Protesters demonstrate against TransCanada in Portland on the opening day of the southern leg of the Keystone Pipeline, on Jan. 22, 2014.

I recently traveled the tar sands of Canada and the route of the Keystone XL pipeline from Alberta to Nebraska. At ground-level, on North America’s new energy frontier, it’s clear a revolution is underway that goes well beyond the heated and sometimes hysterical debate over a single pipeline.

Almost no one I met during 12 days in Canada regarded the fate of the XL as critical to development of the tar sands. Production is ramping up, new pipelines and rail facilities are being built at a frantic pace, and both the province of Alberta and Canada at large appear drunk on the money and jobs the tar sands provide.

On the U.S. side of the border, a similar frenzy is evident in the Bakken, the vast oilfield in North Dakota and Montana that will also feed crude into the XL (if it is built). I met workers from across the U.S., many from poor backgrounds, earning $80,000 or more a year and building a middle class lifestyle. Typical is Greg Ralph, who grew up in a trailer in Texas, didn’t finish high school, and is now moving his wife and two young children into a new home.

“I have a mission,” he told me over beers in Williston, N.D. “To keep my kids out of a house on wheels. I came up that way, and I want better for them.”

If the economic benefits of the oil boom are readily apparent, so too is the environmental devastation. All around Williston, the prairie is on fire with gas burn-off from oil wells — hellish flares that pump six million tons of carbon dioxide into the air each year without heating a single home. I also visited a farm where a pipeline rupture recently saturated the land with 20,000 barrels of crude that will take two years to clean up. “It was just a wheat field before, and then it was an oil field,” said Patty Jensen, on whose property the spill occurred — a 110-year-old homestead now surrounded by rigs and flaring wells.

The Bakken is nonetheless a beauty spot compared to the tar sands region of Alberta. There, the forest and peat bog have been rolled up like so much carpet and the earth peeled to a depth of over 200 feet; flocks of birds die upon landing in toxic tailings ponds; and leaks at one site have been seeping since last May, drowning a large area of woods and wetlands in heavy bitumen.

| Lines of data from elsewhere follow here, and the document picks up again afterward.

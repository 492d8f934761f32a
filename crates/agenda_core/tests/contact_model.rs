use agenda_core::{Contact, ContactDraft};

#[test]
fn contact_serializes_with_expected_field_names() {
    let contact = Contact {
        id: 1,
        name: "João Silva".to_string(),
        email: Some("joao.silva@example.com".to_string()),
        phone: "123456789".to_string(),
        notes: None,
        created_at: 1_756_000_000_000,
    };

    let value = serde_json::to_value(&contact).unwrap();
    assert_eq!(value["id"], 1);
    assert_eq!(value["name"], "João Silva");
    assert_eq!(value["email"], "joao.silva@example.com");
    assert_eq!(value["phone"], "123456789");
    assert_eq!(value["notes"], serde_json::Value::Null);
    assert_eq!(value["created_at"], 1_756_000_000_000_i64);
}

#[test]
fn draft_deserializes_from_request_payload() {
    let draft: ContactDraft = serde_json::from_str(
        r#"{
            "name": "Maria Souza",
            "email": null,
            "phone": "987654321",
            "notes": "prefers email"
        }"#,
    )
    .unwrap();

    assert_eq!(draft.name, "Maria Souza");
    assert_eq!(draft.email, None);
    assert_eq!(draft.phone, "987654321");
    assert_eq!(draft.notes.as_deref(), Some("prefers email"));
    assert_eq!(draft.validate(), Ok(()));
}

#[test]
fn draft_optional_fields_may_be_omitted_entirely() {
    let draft: ContactDraft =
        serde_json::from_str(r#"{"name": "Maria Souza", "phone": "987654321"}"#).unwrap();

    assert_eq!(draft.email, None);
    assert_eq!(draft.notes, None);
    assert_eq!(draft.validate(), Ok(()));
}
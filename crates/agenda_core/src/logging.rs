//! Core logging bootstrap.
//!
//! # Responsibility
//! - Initialize file-based rolling logs exactly once per process.
//! - Emit stable, metadata-only diagnostic events from core.
//!
//! # Invariants
//! - Initialization is idempotent for an identical configuration and
//!   rejects any attempt to change level or directory afterwards.
//! - Initialization must not panic.

use flexi_logger::{Cleanup, Criterion, FileSpec, Logger, LoggerHandle, Naming, WriteMode};
use log::{error, info};
use once_cell::sync::OnceCell;
use std::path::{Path, PathBuf};

const LOG_FILE_BASENAME: &str = "agenda";
const MAX_LOG_FILE_SIZE_BYTES: u64 = 10 * 1024 * 1024;
const MAX_LOG_FILES: usize = 5;
const MAX_PANIC_PAYLOAD_CHARS: usize = 160;

static LOGGING_STATE: OnceCell<LoggingState> = OnceCell::new();
static PANIC_HOOK_INSTALLED: OnceCell<()> = OnceCell::new();

struct LoggingState {
    level: &'static str,
    log_dir: PathBuf,
    _logger: LoggerHandle,
}

/// Initializes core logging with level and directory.
///
/// # Errors
/// - Returns an error when `level` is unsupported.
/// - Returns an error when `log_dir` is empty, non-absolute, or cannot be
///   created.
/// - Returns an error when logging is already active with a different
///   level or directory.
pub fn init_logging(level: &str, log_dir: &str) -> Result<(), String> {
    let level = normalize_level(level)?;
    let log_dir = normalize_log_dir(log_dir)?;

    let state = LOGGING_STATE.get_or_try_init(|| start_logger(level, log_dir.clone()))?;

    if state.level != level {
        return Err(format!(
            "logging already initialized with level `{}`; refusing to switch to `{level}`",
            state.level
        ));
    }
    if state.log_dir != log_dir {
        return Err(format!(
            "logging already initialized at `{}`; refusing to switch to `{}`",
            state.log_dir.display(),
            log_dir.display()
        ));
    }

    Ok(())
}

/// Returns `(level, log_dir)` when logging is active, `None` otherwise.
pub fn logging_status() -> Option<(&'static str, PathBuf)> {
    LOGGING_STATE
        .get()
        .map(|state| (state.level, state.log_dir.clone()))
}

/// Returns the default log level for the current build mode.
pub fn default_log_level() -> &'static str {
    if cfg!(debug_assertions) {
        "debug"
    } else {
        "info"
    }
}

fn start_logger(level: &'static str, log_dir: PathBuf) -> Result<LoggingState, String> {
    std::fs::create_dir_all(&log_dir).map_err(|err| {
        format!(
            "failed to create log directory `{}`: {err}",
            log_dir.display()
        )
    })?;

    let logger = Logger::try_with_str(level)
        .map_err(|err| format!("invalid log level `{level}`: {err}"))?
        .log_to_file(
            FileSpec::default()
                .directory(log_dir.as_path())
                .basename(LOG_FILE_BASENAME),
        )
        .rotate(
            Criterion::Size(MAX_LOG_FILE_SIZE_BYTES),
            Naming::Numbers,
            Cleanup::KeepLogFiles(MAX_LOG_FILES),
        )
        .write_mode(WriteMode::BufferAndFlush)
        .append()
        .format_for_files(flexi_logger::detailed_format)
        .start()
        .map_err(|err| format!("failed to start logger: {err}"))?;

    install_panic_hook_once();

    info!(
        "event=core_init module=core status=ok level={} log_dir={} version={}",
        level,
        log_dir.display(),
        env!("CARGO_PKG_VERSION")
    );

    Ok(LoggingState {
        level,
        log_dir,
        _logger: logger,
    })
}

fn normalize_level(level: &str) -> Result<&'static str, String> {
    match level.trim().to_ascii_lowercase().as_str() {
        "trace" => Ok("trace"),
        "debug" => Ok("debug"),
        "info" => Ok("info"),
        "warn" | "warning" => Ok("warn"),
        "error" => Ok("error"),
        other => Err(format!(
            "unsupported log level `{other}`; expected trace|debug|info|warn|error"
        )),
    }
}

fn normalize_log_dir(log_dir: &str) -> Result<PathBuf, String> {
    let trimmed = log_dir.trim();
    if trimmed.is_empty() {
        return Err("log_dir cannot be empty".to_string());
    }
    let path = Path::new(trimmed);
    if !path.is_absolute() {
        return Err(format!("log_dir must be an absolute path, got `{trimmed}`"));
    }
    Ok(path.to_path_buf())
}

fn install_panic_hook_once() {
    if PANIC_HOOK_INSTALLED.get().is_some() {
        return;
    }

    let previous_hook = std::panic::take_hook();
    std::panic::set_hook(Box::new(move |panic_info| {
        let location = panic_info
            .location()
            .map(|loc| format!("{}:{}", loc.file(), loc.line()))
            .unwrap_or_else(|| "unknown".to_string());
        let payload = panic_payload_summary(panic_info);
        error!(
            "event=panic_captured module=core status=error location={location} payload={payload}"
        );
        previous_hook(panic_info);
    }));

    let _ = PANIC_HOOK_INSTALLED.set(());
}

fn panic_payload_summary(info: &std::panic::PanicHookInfo<'_>) -> String {
    let payload = if let Some(message) = info.payload().downcast_ref::<&str>() {
        (*message).to_string()
    } else if let Some(message) = info.payload().downcast_ref::<String>() {
        message.clone()
    } else {
        "non-string panic payload".to_string()
    };

    // Panic payloads can carry contact data; cap and flatten before logging.
    sanitize_message(&payload, MAX_PANIC_PAYLOAD_CHARS)
}

fn sanitize_message(value: &str, max_chars: usize) -> String {
    let normalized = value.replace(['\n', '\r'], " ");
    let mut truncated = normalized.chars().take(max_chars).collect::<String>();
    if normalized.chars().count() > max_chars {
        truncated.push_str("...");
    }
    truncated
}

#[cfg(test)]
mod tests {
    use super::{normalize_level, normalize_log_dir, sanitize_message};

    #[test]
    fn normalize_level_accepts_known_values() {
        assert_eq!(normalize_level("INFO").unwrap(), "info");
        assert_eq!(normalize_level(" warning ").unwrap(), "warn");
        assert!(normalize_level("verbose").is_err());
    }

    #[test]
    fn normalize_log_dir_rejects_relative_path() {
        let error = normalize_log_dir("logs/dev").expect_err("relative paths must be rejected");
        assert!(error.contains("absolute"));
    }

    #[test]
    fn sanitize_message_removes_newlines_and_truncates() {
        let sanitized = sanitize_message("line1\nline2\rline3", 8);
        assert!(!sanitized.contains('\n'));
        assert!(!sanitized.contains('\r'));
        assert!(sanitized.ends_with("..."));
    }
}
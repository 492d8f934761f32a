//! Repository layer abstractions and persistence implementations.
//!
//! # Responsibility
//! - Define the contact data-access contract used by the service layer.
//! - Isolate SQLite query details from business orchestration.
//!
//! # Invariants
//! - Repository writes must enforce `ContactDraft::validate()` before SQL
//!   mutations.
//! - Repository APIs return semantic errors (`NotFound`, translated phone
//!   conflicts) in addition to DB transport errors.

pub mod contact_repo;
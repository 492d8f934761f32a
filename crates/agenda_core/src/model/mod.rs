//! Domain model for the contact book.
//!
//! # Responsibility
//! - Define the canonical persisted contact record and its input draft.
//! - Own field-level validation applied before any write reaches storage.
//!
//! # Invariants
//! - Every persisted contact is identified by a store-assigned `ContactId`.
//! - Phone uniqueness is enforced by storage, not by the model.

pub mod contact;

These encounters, and many others on my 4,000-mile road trip, left me feeling that the Keystone XL is too narrow a scope through which to view the energy transformation in North America. The State Department concluded in late January that the pipeline won’t “significantly enhance” greenhouse gas emissions, and that stopping the XL won’t keep tar sands from being extracted and transported. All that may be true. But the 36-inch-diameter XL will carry only a fraction of the oil as today’s steady flow from Alberta and the Bakken rapidly turns into a gusher.

Tar sands production is on pace to almost double by 2020 and nearly triple by 2030. New mines are being built with a lifespan of 50 years, and production is shifting to steam-injection wells that produce even more greenhouse gases than mining tar sands. Production in the Bakken has roughly tripled over just the past three years. Oilfields in Wyoming, Colorado, and elsewhere in the U.S. are booming as well.

North America, in short, is fast becoming the new Saudi Arabia, and that’s before we count all the natural gas being fracked and the coal being mined.

This energy boom is likely to boost the domestic economy and may allow the U.S. to disengage from oil politics overseas. But a reliable and abundant fix of dirty oil from Canada, and conventional crude from the Northern Plains, will feed our addiction to fossil fuels and reduce the incentive to develop renewable sources of energy. This will “significantly enhance” greenhouse gas emissions, and localized environmental damage will likewise increase: more pipeline spills, more rail accidents, and more forest, wetlands, and prairie despoiled by mining and drilling.

Patty Jensen, whose family farm in North Dakota has been flooded with crude, commutes 65 miles round-trip to her job, and has a son working in the oil patch. “I don’t want to go back to my grandparents’ time,” she said, telling of their constricted lives and a six-year-old forbear who died of appendicitis because she couldn’t reach a hospital in time. But the recent spill, and the industrialization of the prairie she and her husband’s family have farmed for three generations, has led Jensen to ponder the big picture.

“I love the area we live in, it is absolutely beautiful in its way,” she told me. “I don’t want that statement to turn into, it was absolutely beautiful.”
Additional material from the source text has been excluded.